# TASK BRIEF
Every record below should be printed exactly as it appears.

%%

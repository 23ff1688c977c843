use anyhow::{Context, Result};
use ext2fs::cli::{self, Usage};

fn main() {
    cli::init_logging();
    cli::finish(run());
}

fn run() -> Result<()> {
    let args = cli::args();
    let [image, source, destination] = args.as_slice() else {
        return Err(Usage("ext2_cp <image file name> <path to source file> <path to dest>".to_owned()).into());
    };
    let source_path = cli::host_path(source);
    let data = std::fs::read(source_path).with_context(|| format!("cannot read {}", source_path.display()))?;
    cli::with_image(cli::host_path(image), |image| ext2fs::ops::copy_in(image, &data, source, destination))?;
    Ok(())
}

%%

# TASK RESULT
repository 23ff1688c977c843
use anyhow::{Context, Result};
use ext2fs::cli::{self, Usage};

fn main() {
    cli::init_logging();
    cli::finish(run());
}

fn run() -> Result<()> {
    let args = cli::args();
    let [image, source, destination] = args.as_slice() else {
        return Err(Usage("ext2_cp <image file name> <path to source file> <path to dest>".to_owned()).into());
    };
    let source_path = cli::host_path(source);
    let data = std::fs::read(source_path).with_context(|| format!("cannot read {}", source_path.display()))?;
    cli::with_image(cli::host_path(image), |image| ext2fs::ops::copy_in(image, &data, source, destination))?;
    Ok(())
}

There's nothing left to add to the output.